◆ **What is being asked**
From the entries below, retype only the lines from the one with "Source::new(SourceId::generate(), name, SourceKind::Manual)" through the one with "static DEFAULT_REFRESH_INTERVAL: &str", exactly as written.

◆ **Given records**

============================================================

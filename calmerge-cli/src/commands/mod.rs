pub mod conflicts;
pub mod export;
pub mod merge;
pub mod sources;
pub mod watch;

use std::path::{Path, PathBuf};
use std::sync::Arc;

use anyhow::Result;
use calmerge_core::{
    FeedError, FeedInput, MergeResult, RandomUidGenerator, Source, SourceFailure, SourceId,
    SourceKind, UidGenerator, merge as merge_sources, parse_calendar_name, parse_feed,
};

use crate::config::CalmergeConfig;
use crate::fetch::HttpFetcher;
use crate::render::pluralize;
use crate::utils::tui;

/// Fetch and merge every configured source, then fold in one-off uploads.
pub async fn load_merge(config: &CalmergeConfig, uploads: &[PathBuf]) -> Result<MergeResult> {
    let fetcher = Arc::new(HttpFetcher::new(config.fetch_timeout()?)?);
    let mut uids = RandomUidGenerator;

    let inputs: Vec<(Source, FeedInput)> = config
        .sources()
        .into_iter()
        .map(|source| {
            let input = FeedInput::Locator(source.locator.clone().unwrap_or_default());
            (source, input)
        })
        .collect();

    let count = inputs.len();
    let spinner = tui::create_spinner(format!(
        "Fetching {count} {}",
        pluralize("source", count)
    ));
    let mut result = merge_sources(inputs, fetcher, &mut uids).await;
    spinner.finish_and_clear();

    for path in uploads {
        result = fold_upload(result, path, &mut uids).await;
    }

    Ok(result)
}

/// Parse an uploaded file as its own manual source and merge it in through
/// the incremental path. An unreadable or invalid upload becomes a failure
/// entry, like any other source.
async fn fold_upload(result: MergeResult, path: &Path, uids: &mut dyn UidGenerator) -> MergeResult {
    let fallback_name = path
        .file_name()
        .map(|n| n.to_string_lossy().into_owned())
        .unwrap_or_else(|| path.display().to_string());

    let outcome = tokio::fs::read_to_string(path)
        .await
        .map_err(|e| FeedError::Network(format!("{}: {e}", path.display())));

    let name = outcome
        .as_ref()
        .ok()
        .and_then(|text| parse_calendar_name(text))
        .unwrap_or(fallback_name);
    let source = Source::new(SourceId::generate(), name, SourceKind::Manual)
        .with_locator(path.display().to_string());

    match outcome.and_then(|text| parse_feed(&text, &source, uids)) {
        Ok(events) => {
            tracing::debug!(upload = %path.display(), events = events.len(), "merged upload");
            result.with_upload(events)
        }
        Err(error) => {
            tracing::warn!(upload = %path.display(), %error, "upload skipped");
            let mut result = result;
            result.failures.push(SourceFailure {
                source_id: source.id,
                source_name: source.name,
                error,
            });
            result
        }
    }
}
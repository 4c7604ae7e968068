//! User configuration at ~/.config/calmerge/config.toml

use std::path::{Path, PathBuf};
use std::time::Duration;

use anyhow::{Context, Result};
use calmerge_core::{Source, SourceId, SourceKind};
use config::{Config, Environment, File};
use serde::{Deserialize, Serialize};

static DEFAULT_EXPORT_PATH: &str = "~/calmerge/merged.ics";
static DEFAULT_CALENDAR_NAME: &str = "Merged bookings";
static DEFAULT_REFRESH_INTERVAL: &str = "15m";
static DEFAULT_FETCH_TIMEOUT: &str = "30s";

fn default_export_path() -> PathBuf {
    PathBuf::from(DEFAULT_EXPORT_PATH)
}

fn is_default_export_path(p: &PathBuf) -> bool {
    *p == default_export_path()
}

fn default_calendar_name() -> String {
    DEFAULT_CALENDAR_NAME.to_string()
}

fn default_refresh_interval() -> String {
    DEFAULT_REFRESH_INTERVAL.to_string()
}

fn default_fetch_timeout() -> String {
    DEFAULT_FETCH_TIMEOUT.to_string()
}

/// One `[[sources]]` table.
#[derive(Serialize, Deserialize, Clone, Debug, PartialEq, Eq)]
pub struct SourceEntry {
    pub id: SourceId,
    pub name: String,
    #[serde(default)]
    pub kind: SourceKind,
    #[serde(default, skip_serializing_if = "Option::is_none")]
    pub url: Option<String>,
    #[serde(default, skip_serializing_if = "Option::is_none")]
    pub path: Option<PathBuf>,
    #[serde(default, skip_serializing_if = "Option::is_none")]
    pub color: Option<String>,
}

impl SourceEntry {
    /// The core's view of this entry. A `url` wins over a `path`.
    pub fn to_source(&self) -> Source {
        let mut source = Source::new(self.id.clone(), self.name.clone(), self.kind);
        source.color = self.color.clone();
        source.locator = self.url.clone().or_else(|| {
            self.path
                .as_ref()
                .map(|p| shellexpand::tilde(&p.to_string_lossy()).into_owned())
        });
        source
    }
}

#[derive(Serialize, Deserialize, Clone, Debug)]
pub struct CalmergeConfig {
    #[serde(default = "default_export_path", skip_serializing_if = "is_default_export_path")]
    pub export_path: PathBuf,

    #[serde(default = "default_calendar_name")]
    pub calendar_name: String,

    #[serde(default = "default_refresh_interval")]
    pub refresh_interval: String,

    #[serde(default = "default_fetch_timeout")]
    pub fetch_timeout: String,

    #[serde(default)]
    pub sources: Vec<SourceEntry>,

    #[serde(skip)]
    path: PathBuf,
}

impl CalmergeConfig {
    pub fn default_path() -> Result<PathBuf> {
        let config_dir = dirs::config_dir()
            .context("Could not determine config directory")?
            .join("calmerge");

        Ok(config_dir.join("config.toml"))
    }

    /// Load the config file, creating a commented default on first use.
    /// `CALMERGE_*` environment variables override file values.
    pub fn load(path: Option<&Path>) -> Result<Self> {
        let config_path = match path {
            Some(p) => p.to_path_buf(),
            None => Self::default_path()?,
        };

        if !config_path.exists() {
            Self::create_default_config(&config_path)?;
        }

        let mut config: CalmergeConfig = Config::builder()
            .add_source(File::from(config_path.as_path()).required(false))
            .add_source(Environment::with_prefix("CALMERGE"))
            .build()
            .with_context(|| format!("Could not read {}", config_path.display()))?
            .try_deserialize()
            .with_context(|| format!("Invalid config in {}", config_path.display()))?;

        config.path = config_path;
        tracing::debug!(path = %config.path.display(), sources = config.sources.len(), "loaded config");
        Ok(config)
    }

    pub fn path(&self) -> &Path {
        &self.path
    }

    pub fn save(&self) -> Result<()> {
        let content = toml::to_string_pretty(self).context("Could not serialize config")?;

        std::fs::write(&self.path, content)
            .with_context(|| format!("Could not write config file {}", self.path.display()))?;

        Ok(())
    }

    /// Create a default config file with all options commented out.
    pub fn create_default_config(path: &Path) -> Result<()> {
        let contents = format!(
            "\
# calmerge configuration

# Where `calmerge export` writes the merged calendar:
# export_path = \"{DEFAULT_EXPORT_PATH}\"

# Calendar name shown by apps that import the export:
# calendar_name = \"{DEFAULT_CALENDAR_NAME}\"

# How often `calmerge watch` refreshes, and how long one fetch may take:
# refresh_interval = \"{DEFAULT_REFRESH_INTERVAL}\"
# fetch_timeout = \"{DEFAULT_FETCH_TIMEOUT}\"

# Feeds are added with `calmerge sources add`, e.g.:
# [[sources]]
# id = \"...\"
# name = \"Airbnb - Beach house\"
# kind = \"airbnb\"
# url = \"https://www.airbnb.com/calendar/ical/123.ics?s=abc\"
"
        );

        if let Some(parent) = path.parent() {
            std::fs::create_dir_all(parent).context("Could not create config directory")?;
        }

        std::fs::write(path, contents).context("Could not write config file")?;

        Ok(())
    }

    pub fn export_path(&self) -> PathBuf {
        PathBuf::from(shellexpand::tilde(&self.export_path.to_string_lossy()).into_owned())
    }

    pub fn refresh_interval(&self) -> Result<Duration> {
        let interval = humantime::parse_duration(&self.refresh_interval)
            .with_context(|| format!("Invalid refresh_interval '{}'", self.refresh_interval))?;
        if interval.is_zero() {
            anyhow::bail!("refresh_interval must be greater than zero");
        }
        Ok(interval)
    }

    pub fn fetch_timeout(&self) -> Result<Duration> {
        humantime::parse_duration(&self.fetch_timeout)
            .with_context(|| format!("Invalid fetch_timeout '{}'", self.fetch_timeout))
    }

    pub fn sources(&self) -> Vec<Source> {
        self.sources.iter().map(SourceEntry::to_source).collect()
    }

    /// Remove a source by id. Returns the removed entry.
    pub fn remove_source(&mut self, id: &str) -> Option<SourceEntry> {
        let index = self.sources.iter().position(|s| s.id.as_str() == id)?;
        Some(self.sources.remove(index))
    }
}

============================================================

◆ **Written response**
    let source = Source::new(SourceId::generate(), name, SourceKind::Manual)
        .with_locator(path.display().to_string());

    match outcome.and_then(|text| parse_feed(&text, &source, uids)) {
        Ok(events) => {
            tracing::debug!(upload = %path.display(), events = events.len(), "merged upload");
            result.with_upload(events)
        }
        Err(error) => {
            tracing::warn!(upload = %path.display(), %error, "upload skipped");
            let mut result = result;
            result.failures.push(SourceFailure {
                source_id: source.id,
                source_name: source.name,
                error,
            });
            result
        }
    }
}
repository 4c7604ae7e968068
//! User configuration at ~/.config/calmerge/config.toml

use std::path::{Path, PathBuf};
use std::time::Duration;

use anyhow::{Context, Result};
use calmerge_core::{Source, SourceId, SourceKind};
use config::{Config, Environment, File};
use serde::{Deserialize, Serialize};

static DEFAULT_EXPORT_PATH: &str = "~/calmerge/merged.ics";
static DEFAULT_CALENDAR_NAME: &str = "Merged bookings";
static DEFAULT_REFRESH_INTERVAL: &str = "15m";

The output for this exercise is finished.